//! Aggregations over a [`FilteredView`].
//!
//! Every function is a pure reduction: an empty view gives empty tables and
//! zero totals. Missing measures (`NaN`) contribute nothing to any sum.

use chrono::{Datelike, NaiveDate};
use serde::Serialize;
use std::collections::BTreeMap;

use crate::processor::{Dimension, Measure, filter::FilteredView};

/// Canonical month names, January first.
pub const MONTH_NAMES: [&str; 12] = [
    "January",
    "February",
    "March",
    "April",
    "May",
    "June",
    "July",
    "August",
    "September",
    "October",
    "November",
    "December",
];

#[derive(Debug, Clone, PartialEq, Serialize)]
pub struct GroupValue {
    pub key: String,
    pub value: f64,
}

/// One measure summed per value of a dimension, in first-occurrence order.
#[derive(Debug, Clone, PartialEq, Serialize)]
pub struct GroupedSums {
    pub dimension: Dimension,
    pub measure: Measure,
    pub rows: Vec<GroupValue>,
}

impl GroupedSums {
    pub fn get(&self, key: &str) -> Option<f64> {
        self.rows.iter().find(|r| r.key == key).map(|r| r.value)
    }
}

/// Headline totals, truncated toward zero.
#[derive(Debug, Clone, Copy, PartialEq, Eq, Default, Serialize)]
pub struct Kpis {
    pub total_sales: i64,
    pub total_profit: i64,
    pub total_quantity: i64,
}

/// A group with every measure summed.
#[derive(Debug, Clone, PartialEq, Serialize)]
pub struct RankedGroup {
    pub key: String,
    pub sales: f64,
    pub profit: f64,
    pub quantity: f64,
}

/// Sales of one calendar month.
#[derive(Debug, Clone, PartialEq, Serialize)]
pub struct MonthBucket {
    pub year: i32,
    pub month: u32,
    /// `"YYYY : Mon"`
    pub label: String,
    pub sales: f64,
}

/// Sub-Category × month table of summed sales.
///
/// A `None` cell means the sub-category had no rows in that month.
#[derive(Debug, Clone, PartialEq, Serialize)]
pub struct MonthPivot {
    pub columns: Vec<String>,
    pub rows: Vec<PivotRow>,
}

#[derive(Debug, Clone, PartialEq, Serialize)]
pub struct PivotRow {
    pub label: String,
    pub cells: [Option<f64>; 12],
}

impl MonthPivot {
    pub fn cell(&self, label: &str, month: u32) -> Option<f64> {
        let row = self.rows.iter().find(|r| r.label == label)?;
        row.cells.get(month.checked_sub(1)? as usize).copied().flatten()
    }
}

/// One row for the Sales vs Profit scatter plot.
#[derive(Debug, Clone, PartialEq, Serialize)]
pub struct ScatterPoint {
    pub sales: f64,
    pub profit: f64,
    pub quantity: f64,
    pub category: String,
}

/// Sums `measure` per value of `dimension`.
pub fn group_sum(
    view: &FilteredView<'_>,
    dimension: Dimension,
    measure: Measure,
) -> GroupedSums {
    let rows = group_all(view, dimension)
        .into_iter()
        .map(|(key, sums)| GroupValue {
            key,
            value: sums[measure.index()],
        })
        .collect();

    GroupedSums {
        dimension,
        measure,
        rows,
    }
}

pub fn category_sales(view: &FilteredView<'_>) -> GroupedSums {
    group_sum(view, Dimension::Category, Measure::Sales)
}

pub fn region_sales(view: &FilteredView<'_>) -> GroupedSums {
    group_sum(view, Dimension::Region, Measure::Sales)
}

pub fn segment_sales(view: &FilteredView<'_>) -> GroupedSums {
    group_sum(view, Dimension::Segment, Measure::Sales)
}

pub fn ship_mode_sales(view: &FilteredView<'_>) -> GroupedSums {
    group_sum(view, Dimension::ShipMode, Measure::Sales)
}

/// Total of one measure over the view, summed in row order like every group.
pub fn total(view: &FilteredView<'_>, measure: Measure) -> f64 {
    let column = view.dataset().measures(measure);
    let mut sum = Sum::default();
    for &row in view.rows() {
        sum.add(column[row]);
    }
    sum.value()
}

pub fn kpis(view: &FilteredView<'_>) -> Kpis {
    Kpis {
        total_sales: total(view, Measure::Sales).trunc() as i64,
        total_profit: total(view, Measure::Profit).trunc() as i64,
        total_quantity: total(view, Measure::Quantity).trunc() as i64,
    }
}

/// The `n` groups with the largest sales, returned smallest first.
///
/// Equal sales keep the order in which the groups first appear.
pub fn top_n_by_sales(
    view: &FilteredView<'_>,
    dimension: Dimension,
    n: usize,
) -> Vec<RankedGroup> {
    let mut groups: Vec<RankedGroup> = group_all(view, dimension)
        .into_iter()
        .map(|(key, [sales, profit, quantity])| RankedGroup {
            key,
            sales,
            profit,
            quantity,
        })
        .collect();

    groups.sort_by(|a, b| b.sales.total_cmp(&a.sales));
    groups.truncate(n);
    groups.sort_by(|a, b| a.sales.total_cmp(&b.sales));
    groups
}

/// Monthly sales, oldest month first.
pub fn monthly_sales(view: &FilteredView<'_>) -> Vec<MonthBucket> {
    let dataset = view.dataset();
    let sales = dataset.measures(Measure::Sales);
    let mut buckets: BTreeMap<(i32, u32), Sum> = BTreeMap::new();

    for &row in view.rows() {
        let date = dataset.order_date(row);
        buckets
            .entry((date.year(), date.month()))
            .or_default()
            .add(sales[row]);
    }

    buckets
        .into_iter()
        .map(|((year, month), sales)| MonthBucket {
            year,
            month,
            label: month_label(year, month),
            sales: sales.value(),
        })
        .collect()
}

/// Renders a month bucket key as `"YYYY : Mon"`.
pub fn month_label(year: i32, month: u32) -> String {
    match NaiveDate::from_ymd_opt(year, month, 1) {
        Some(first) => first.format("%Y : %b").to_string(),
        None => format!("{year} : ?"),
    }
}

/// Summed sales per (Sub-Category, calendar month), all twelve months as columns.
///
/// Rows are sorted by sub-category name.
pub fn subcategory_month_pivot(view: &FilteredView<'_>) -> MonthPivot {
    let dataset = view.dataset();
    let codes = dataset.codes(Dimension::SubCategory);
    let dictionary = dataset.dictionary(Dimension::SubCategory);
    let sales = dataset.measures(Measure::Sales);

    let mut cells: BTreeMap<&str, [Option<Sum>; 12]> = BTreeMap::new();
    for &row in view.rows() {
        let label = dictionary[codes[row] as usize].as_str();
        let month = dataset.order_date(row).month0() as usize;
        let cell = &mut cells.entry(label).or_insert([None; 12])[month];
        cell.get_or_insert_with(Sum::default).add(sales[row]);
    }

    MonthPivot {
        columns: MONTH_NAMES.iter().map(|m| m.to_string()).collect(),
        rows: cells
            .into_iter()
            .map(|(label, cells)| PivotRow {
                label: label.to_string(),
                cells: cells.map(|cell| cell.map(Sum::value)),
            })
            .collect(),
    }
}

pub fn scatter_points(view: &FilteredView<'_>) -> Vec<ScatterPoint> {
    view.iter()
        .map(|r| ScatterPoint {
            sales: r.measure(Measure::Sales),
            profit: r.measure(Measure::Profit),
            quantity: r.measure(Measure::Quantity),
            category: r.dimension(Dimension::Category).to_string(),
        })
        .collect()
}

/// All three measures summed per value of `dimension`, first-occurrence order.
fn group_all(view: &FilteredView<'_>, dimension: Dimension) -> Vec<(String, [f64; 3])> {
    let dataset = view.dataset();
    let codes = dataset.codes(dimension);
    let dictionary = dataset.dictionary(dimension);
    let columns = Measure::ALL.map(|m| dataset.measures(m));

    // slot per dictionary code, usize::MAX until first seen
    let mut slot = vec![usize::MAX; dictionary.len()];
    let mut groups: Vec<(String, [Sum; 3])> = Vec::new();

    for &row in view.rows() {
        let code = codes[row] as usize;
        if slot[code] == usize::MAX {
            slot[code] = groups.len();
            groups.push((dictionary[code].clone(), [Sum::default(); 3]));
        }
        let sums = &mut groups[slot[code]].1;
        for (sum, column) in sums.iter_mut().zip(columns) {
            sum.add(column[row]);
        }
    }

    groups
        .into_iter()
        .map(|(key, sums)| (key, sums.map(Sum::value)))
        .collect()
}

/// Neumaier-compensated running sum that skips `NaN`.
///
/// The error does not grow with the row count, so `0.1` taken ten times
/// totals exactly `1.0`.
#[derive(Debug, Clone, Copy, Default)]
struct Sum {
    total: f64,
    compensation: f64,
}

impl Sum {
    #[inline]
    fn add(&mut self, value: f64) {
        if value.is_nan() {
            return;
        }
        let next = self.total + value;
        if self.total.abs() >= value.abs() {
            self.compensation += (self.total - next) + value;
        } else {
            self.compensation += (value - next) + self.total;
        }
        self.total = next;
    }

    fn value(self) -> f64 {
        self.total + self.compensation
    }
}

══════════

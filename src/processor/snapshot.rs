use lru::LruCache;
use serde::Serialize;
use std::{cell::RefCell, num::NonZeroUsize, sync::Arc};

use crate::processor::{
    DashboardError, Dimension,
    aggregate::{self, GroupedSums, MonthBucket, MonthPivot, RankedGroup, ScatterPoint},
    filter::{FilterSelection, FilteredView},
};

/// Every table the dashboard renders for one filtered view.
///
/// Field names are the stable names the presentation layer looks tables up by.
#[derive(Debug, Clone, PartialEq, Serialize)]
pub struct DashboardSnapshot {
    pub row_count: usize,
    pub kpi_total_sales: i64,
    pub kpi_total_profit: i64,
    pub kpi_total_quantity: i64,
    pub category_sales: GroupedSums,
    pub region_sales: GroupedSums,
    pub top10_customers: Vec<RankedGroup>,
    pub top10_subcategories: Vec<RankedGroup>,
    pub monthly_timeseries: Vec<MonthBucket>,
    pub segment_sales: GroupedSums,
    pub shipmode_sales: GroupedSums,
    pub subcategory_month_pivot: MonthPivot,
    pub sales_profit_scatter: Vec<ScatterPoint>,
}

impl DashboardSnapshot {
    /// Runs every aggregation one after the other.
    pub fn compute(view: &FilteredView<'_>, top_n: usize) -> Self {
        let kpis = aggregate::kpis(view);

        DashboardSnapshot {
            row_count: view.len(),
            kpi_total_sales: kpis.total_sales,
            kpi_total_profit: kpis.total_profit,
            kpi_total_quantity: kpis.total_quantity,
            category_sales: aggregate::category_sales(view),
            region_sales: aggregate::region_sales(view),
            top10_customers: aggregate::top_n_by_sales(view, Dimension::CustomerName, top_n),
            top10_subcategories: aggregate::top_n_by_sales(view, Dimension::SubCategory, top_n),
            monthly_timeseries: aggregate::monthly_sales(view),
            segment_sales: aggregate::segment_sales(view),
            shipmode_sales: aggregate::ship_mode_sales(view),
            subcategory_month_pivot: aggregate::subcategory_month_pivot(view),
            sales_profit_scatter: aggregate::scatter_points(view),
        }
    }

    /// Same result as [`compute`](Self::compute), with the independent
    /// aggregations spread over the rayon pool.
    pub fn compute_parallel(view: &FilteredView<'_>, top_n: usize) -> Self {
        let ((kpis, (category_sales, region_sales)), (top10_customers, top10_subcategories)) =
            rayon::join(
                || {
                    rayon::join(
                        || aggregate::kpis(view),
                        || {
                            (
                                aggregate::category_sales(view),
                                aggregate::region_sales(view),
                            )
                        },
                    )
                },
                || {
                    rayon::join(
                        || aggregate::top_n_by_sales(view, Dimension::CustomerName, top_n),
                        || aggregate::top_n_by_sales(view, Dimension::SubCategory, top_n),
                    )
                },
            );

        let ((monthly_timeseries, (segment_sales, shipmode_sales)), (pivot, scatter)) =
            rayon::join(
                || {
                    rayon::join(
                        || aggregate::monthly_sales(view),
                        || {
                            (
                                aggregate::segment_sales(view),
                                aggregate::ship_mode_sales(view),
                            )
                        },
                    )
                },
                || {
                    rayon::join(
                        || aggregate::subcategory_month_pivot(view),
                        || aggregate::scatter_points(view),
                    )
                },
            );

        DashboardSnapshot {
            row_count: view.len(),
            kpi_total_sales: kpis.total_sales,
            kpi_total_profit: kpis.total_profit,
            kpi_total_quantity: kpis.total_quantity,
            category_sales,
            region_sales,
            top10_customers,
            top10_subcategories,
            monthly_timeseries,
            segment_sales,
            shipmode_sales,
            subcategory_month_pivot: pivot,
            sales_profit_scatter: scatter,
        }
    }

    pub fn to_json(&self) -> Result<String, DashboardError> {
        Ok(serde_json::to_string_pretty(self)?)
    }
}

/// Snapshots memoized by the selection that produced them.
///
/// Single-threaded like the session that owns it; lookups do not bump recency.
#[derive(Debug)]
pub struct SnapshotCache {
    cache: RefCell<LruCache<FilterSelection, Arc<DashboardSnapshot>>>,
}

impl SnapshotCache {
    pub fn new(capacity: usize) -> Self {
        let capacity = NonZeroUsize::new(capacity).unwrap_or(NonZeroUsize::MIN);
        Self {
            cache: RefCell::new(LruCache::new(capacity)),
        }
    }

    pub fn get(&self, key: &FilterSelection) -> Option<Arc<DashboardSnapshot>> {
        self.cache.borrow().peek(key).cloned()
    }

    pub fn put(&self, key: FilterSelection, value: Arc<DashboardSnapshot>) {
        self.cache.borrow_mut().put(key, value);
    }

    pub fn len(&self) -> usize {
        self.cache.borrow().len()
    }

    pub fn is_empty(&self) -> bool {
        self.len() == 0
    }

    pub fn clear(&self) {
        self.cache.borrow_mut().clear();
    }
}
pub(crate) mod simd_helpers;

══════════

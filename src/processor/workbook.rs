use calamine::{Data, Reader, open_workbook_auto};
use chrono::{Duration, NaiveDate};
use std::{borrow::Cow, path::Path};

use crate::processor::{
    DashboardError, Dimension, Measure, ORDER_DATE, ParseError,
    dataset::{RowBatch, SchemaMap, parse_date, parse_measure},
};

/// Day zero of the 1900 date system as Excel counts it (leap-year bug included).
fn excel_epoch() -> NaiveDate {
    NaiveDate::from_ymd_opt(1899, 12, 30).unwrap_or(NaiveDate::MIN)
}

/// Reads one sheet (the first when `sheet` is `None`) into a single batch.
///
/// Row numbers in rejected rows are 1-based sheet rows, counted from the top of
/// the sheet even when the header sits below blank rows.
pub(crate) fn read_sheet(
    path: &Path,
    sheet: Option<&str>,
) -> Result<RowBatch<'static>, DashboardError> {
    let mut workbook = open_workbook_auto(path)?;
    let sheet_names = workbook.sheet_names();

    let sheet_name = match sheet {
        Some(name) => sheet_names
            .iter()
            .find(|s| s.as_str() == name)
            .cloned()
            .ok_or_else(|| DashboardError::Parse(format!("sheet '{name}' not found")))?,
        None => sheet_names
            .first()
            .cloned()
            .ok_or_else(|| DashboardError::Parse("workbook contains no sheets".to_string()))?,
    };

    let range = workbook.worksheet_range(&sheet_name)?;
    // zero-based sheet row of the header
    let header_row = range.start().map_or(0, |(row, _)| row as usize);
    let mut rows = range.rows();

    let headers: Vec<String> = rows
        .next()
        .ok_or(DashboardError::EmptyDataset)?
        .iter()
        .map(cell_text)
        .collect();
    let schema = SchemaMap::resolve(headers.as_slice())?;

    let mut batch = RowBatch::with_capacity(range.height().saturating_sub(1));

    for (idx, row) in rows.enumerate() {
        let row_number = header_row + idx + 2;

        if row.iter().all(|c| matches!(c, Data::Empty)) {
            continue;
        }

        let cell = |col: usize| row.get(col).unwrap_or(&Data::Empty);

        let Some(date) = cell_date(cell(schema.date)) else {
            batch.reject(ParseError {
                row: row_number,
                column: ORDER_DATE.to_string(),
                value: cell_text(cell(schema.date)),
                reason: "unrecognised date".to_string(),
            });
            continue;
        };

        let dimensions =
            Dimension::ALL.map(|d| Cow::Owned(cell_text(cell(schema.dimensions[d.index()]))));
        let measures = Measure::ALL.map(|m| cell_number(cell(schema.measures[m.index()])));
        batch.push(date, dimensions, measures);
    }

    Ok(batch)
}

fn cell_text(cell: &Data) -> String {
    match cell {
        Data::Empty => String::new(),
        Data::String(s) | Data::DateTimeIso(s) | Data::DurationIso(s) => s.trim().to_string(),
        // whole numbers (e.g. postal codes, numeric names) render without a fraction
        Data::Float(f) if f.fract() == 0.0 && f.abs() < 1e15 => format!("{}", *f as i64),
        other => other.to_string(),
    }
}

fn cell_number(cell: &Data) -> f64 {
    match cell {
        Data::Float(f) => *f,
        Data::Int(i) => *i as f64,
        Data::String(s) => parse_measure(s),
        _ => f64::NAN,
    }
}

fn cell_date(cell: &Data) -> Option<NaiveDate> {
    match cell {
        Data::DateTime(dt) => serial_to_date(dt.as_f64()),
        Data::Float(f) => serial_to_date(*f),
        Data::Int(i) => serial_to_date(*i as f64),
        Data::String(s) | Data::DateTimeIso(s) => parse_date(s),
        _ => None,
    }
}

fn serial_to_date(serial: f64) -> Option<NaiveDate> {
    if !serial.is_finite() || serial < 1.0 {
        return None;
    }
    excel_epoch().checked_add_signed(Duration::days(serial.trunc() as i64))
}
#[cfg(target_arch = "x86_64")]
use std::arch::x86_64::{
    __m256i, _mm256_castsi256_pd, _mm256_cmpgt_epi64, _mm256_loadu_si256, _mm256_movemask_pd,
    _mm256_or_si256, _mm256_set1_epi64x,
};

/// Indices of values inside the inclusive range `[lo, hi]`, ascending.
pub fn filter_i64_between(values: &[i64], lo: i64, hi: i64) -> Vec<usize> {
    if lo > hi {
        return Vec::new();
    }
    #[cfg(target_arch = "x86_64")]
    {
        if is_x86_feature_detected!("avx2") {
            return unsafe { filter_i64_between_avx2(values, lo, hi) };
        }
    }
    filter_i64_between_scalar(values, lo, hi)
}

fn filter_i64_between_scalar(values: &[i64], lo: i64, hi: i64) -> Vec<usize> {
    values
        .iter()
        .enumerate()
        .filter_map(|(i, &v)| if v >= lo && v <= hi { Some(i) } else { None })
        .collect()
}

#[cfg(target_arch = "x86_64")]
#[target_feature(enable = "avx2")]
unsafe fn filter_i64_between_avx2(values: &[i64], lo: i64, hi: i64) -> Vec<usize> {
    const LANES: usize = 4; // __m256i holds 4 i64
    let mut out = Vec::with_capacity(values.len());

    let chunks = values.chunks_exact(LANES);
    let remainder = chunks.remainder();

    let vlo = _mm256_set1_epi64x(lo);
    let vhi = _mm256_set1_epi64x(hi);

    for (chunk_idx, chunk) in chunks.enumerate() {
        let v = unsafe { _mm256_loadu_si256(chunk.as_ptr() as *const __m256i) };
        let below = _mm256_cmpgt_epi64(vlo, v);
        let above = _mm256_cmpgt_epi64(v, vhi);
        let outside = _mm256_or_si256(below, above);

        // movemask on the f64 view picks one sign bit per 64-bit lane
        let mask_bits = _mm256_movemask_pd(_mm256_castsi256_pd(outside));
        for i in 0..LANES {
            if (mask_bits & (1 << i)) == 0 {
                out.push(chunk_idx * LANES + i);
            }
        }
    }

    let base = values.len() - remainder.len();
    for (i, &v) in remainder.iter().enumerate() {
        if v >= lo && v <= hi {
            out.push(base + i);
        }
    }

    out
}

══════════

■ **What this task involves**: If a line of the data holds the string "ScatterPoint", list it.

■ **Answer section**:
pub struct ScatterPoint {
pub fn scatter_points(view: &FilteredView<'_>) -> Vec<ScatterPoint> {
        .map(|r| ScatterPoint {
    aggregate::{self, GroupedSums, MonthBucket, MonthPivot, RankedGroup, ScatterPoint},
    pub sales_profit_scatter: Vec<ScatterPoint>,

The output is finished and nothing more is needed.